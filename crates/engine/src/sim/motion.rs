use super::collision::CollisionMask;
use super::intent::MoveIntent;
use super::types::{EntityBox, Vec2, WorldSize};

pub const RELOCATE_MAX_RADIUS_PX: i32 = 220;
pub const RELOCATE_STEP_PX: i32 = 4;

#[derive(Debug, Clone, Copy, PartialEq)]
pub struct MotionParams {
    pub speed_px_per_second: f32,
    pub entity_size: f32,
    /// Distance from the sprite's bottom edge up to the sampled foot pixel.
    pub foot_inset_px: f32,
    pub world: WorldSize,
}

impl MotionParams {
    fn max_x(&self) -> f32 {
        (self.world.width - self.entity_size).max(0.0)
    }

    fn max_y(&self) -> f32 {
        (self.world.height - self.entity_size).max(0.0)
    }

    pub fn clamp_to_world(&self, position: Vec2) -> Vec2 {
        Vec2 {
            x: position.x.clamp(0.0, self.max_x()),
            y: position.y.clamp(0.0, self.max_y()),
        }
    }
}

pub fn foot_point(position: Vec2, size: f32, foot_inset_px: f32) -> Vec2 {
    Vec2 {
        x: position.x + size / 2.0,
        y: position.y + size - foot_inset_px,
    }
}

pub fn collides_at_foot(mask: &CollisionMask, position: Vec2, params: &MotionParams) -> bool {
    let foot = foot_point(position, params.entity_size, params.foot_inset_px);
    mask.is_wall(foot.x, foot.y)
}

/// Advances `current` by one frame of `intent`.
///
/// X is resolved against the old Y first, then Y against the resolved X, so
/// an entity blocked on one axis keeps sliding along the other.
pub fn step(
    current: Vec2,
    intent: MoveIntent,
    dt_seconds: f32,
    params: &MotionParams,
    mask: &CollisionMask,
    collision_enabled: bool,
) -> Vec2 {
    let distance = params.speed_px_per_second * intent.mag * dt_seconds;
    let naive = params.clamp_to_world(Vec2 {
        x: current.x + intent.x * distance,
        y: current.y + intent.y * distance,
    });

    if !collision_enabled || !mask.is_ready() {
        return naive;
    }

    let mut resolved = current;
    if !collides_at_foot(mask, Vec2::new(naive.x, resolved.y), params) {
        resolved.x = naive.x;
    }
    if !collides_at_foot(mask, Vec2::new(resolved.x, naive.y), params) {
        resolved.y = naive.y;
    }
    resolved
}

/// Searches square rings around `start` for the first position whose foot
/// point is walkable. Returns `None` when already free or nothing free lies
/// within the search radius.
pub fn relocate_if_stuck(start: Vec2, params: &MotionParams, mask: &CollisionMask) -> Option<Vec2> {
    if !mask.is_ready() || !collides_at_foot(mask, start, params) {
        return None;
    }

    let start_x = start.x.round() as i32;
    let start_y = start.y.round() as i32;
    let mut radius = 0;
    while radius <= RELOCATE_MAX_RADIUS_PX {
        let mut dy = -radius;
        while dy <= radius {
            let mut dx = -radius;
            while dx <= radius {
                let candidate = params.clamp_to_world(Vec2 {
                    x: (start_x + dx) as f32,
                    y: (start_y + dy) as f32,
                });
                if !collides_at_foot(mask, candidate, params) {
                    return Some(candidate);
                }
                dx += RELOCATE_STEP_PX;
            }
            dy += RELOCATE_STEP_PX;
        }
        radius += RELOCATE_STEP_PX;
    }
    None
}

/// Euclidean displacement between two frames, used for movement detection.
pub fn displacement(before: Vec2, after: Vec2) -> f32 {
    before.distance(after)
}

pub fn entity_box(position: Vec2, params: &MotionParams) -> EntityBox {
    EntityBox {
        position,
        size: params.entity_size,
    }
}

#[cfg(test)]
mod tests {
    use super::*;
    use crate::sim::collision::DEFAULT_BLACK_THRESHOLD;

    const WORLD: WorldSize = WorldSize {
        width: 100.0,
        height: 100.0,
    };

    fn params() -> MotionParams {
        MotionParams {
            speed_px_per_second: 100.0,
            entity_size: 10.0,
            foot_inset_px: 2.0,
            world: WORLD,
        }
    }

    fn mask_with_walls(is_wall: impl Fn(u32, u32) -> bool) -> CollisionMask {
        let mut rgba = Vec::with_capacity(100 * 100 * 4);
        for y in 0..100 {
            for x in 0..100 {
                if is_wall(x, y) {
                    rgba.extend_from_slice(&[0, 0, 0, 255]);
                } else {
                    rgba.extend_from_slice(&[255, 255, 255, 255]);
                }
            }
        }
        CollisionMask::from_rgba(100, 100, &rgba, DEFAULT_BLACK_THRESHOLD).expect("mask")
    }

    fn intent(x: f32, y: f32) -> MoveIntent {
        let len = x.hypot(y);
        MoveIntent {
            x: x / len,
            y: y / len,
            mag: 1.0,
        }
    }

    #[test]
    fn foot_point_sits_at_bottom_center_minus_inset() {
        let foot = foot_point(Vec2::new(10.0, 20.0), 95.0, 30.0);
        assert_eq!(foot, Vec2::new(57.5, 85.0));
    }

    #[test]
    fn free_movement_scales_with_speed_magnitude_and_dt() {
        let mask = CollisionMask::disabled();
        let half = MoveIntent {
            x: 1.0,
            y: 0.0,
            mag: 0.5,
        };
        let next = step(Vec2::new(20.0, 20.0), half, 0.1, &params(), &mask, true);
        assert_eq!(next, Vec2::new(25.0, 20.0));
    }

    #[test]
    fn position_is_clamped_to_world_bounds_for_any_displacement() {
        let mask = CollisionMask::disabled();
        let p = params();
        let cases = [
            (Vec2::new(0.0, 0.0), intent(-1.0, -1.0), 1_000.0),
            (Vec2::new(89.0, 89.0), intent(1.0, 1.0), 1_000.0),
            (Vec2::new(50.0, 50.0), intent(1.0, -1.0), 3.0),
            (Vec2::new(90.0, 0.0), intent(1.0, 0.0), 0.05),
        ];
        for (start, dir, dt) in cases {
            let next = step(start, dir, dt, &p, &mask, true);
            assert!((0.0..=90.0).contains(&next.x), "x={}", next.x);
            assert!((0.0..=90.0).contains(&next.y), "y={}", next.y);
        }
    }

    #[test]
    fn blocked_x_still_slides_along_y() {
        // Wall column at x >= 30; foot x = pos.x + 5.
        let mask = mask_with_walls(|x, _| x >= 30);
        let next = step(
            Vec2::new(20.0, 20.0),
            intent(1.0, 1.0),
            0.1,
            &params(),
            &mask,
            true,
        );
        assert_eq!(next.x, 20.0);
        assert!(next.y > 20.0);
    }

    #[test]
    fn blocked_y_still_slides_along_x() {
        // Wall row at y >= 40; foot y = pos.y + 8.
        let mask = mask_with_walls(|_, y| y >= 40);
        let next = step(
            Vec2::new(20.0, 30.0),
            intent(1.0, 1.0),
            0.1,
            &params(),
            &mask,
            true,
        );
        assert!(next.x > 20.0);
        assert_eq!(next.y, 30.0);
    }

    #[test]
    fn both_axes_blocked_leaves_position_unchanged() {
        let mask = mask_with_walls(|x, y| x >= 30 || y >= 40);
        let start = Vec2::new(20.0, 30.0);
        let next = step(start, intent(1.0, 1.0), 0.1, &params(), &mask, true);
        assert_eq!(next, start);
    }

    #[test]
    fn disabled_collision_commits_both_axes() {
        let mask = mask_with_walls(|_, _| true);
        let next = step(
            Vec2::new(20.0, 20.0),
            intent(1.0, 0.0),
            0.1,
            &params(),
            &mask,
            false,
        );
        assert_eq!(next, Vec2::new(30.0, 20.0));
    }

    #[test]
    fn unready_mask_commits_both_axes() {
        let next = step(
            Vec2::new(20.0, 20.0),
            intent(0.0, 1.0),
            0.1,
            &params(),
            &CollisionMask::disabled(),
            true,
        );
        assert_eq!(next, Vec2::new(20.0, 30.0));
    }

    #[test]
    fn relocation_finds_nearest_free_ring() {
        // Everything left of x=40 is wall; feet sit at pos.x + 5.
        let mask = mask_with_walls(|x, _| x < 40);
        let start = Vec2::new(20.0, 20.0);
        let moved = relocate_if_stuck(start, &params(), &mask).expect("relocated");
        assert!(!collides_at_foot(&mask, moved, &params()));
        assert!(moved.x >= 35.0);
        assert!(moved.x <= 20.0 + RELOCATE_MAX_RADIUS_PX as f32);
    }

    #[test]
    fn relocation_is_noop_when_free_or_mask_unready() {
        let mask = mask_with_walls(|x, _| x < 10);
        assert!(relocate_if_stuck(Vec2::new(50.0, 50.0), &params(), &mask).is_none());
        assert!(
            relocate_if_stuck(Vec2::new(0.0, 0.0), &params(), &CollisionMask::disabled())
                .is_none()
        );
    }

    #[test]
    fn relocation_gives_up_when_everything_is_wall() {
        let mask = mask_with_walls(|_, _| true);
        assert!(relocate_if_stuck(Vec2::new(50.0, 50.0), &params(), &mask).is_none());
    }
}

++++++++

What is being asked:
Lines of the material that contain the word "moved" are to be gathered.

Result of the exercise:
        let moved = relocate_if_stuck(start, &params(), &mask).expect("relocated");
        assert!(!collides_at_foot(&mask, moved, &params()));
        assert!(moved.x >= 35.0);
        assert!(moved.x <= 20.0 + RELOCATE_MAX_RADIUS_PX as f32);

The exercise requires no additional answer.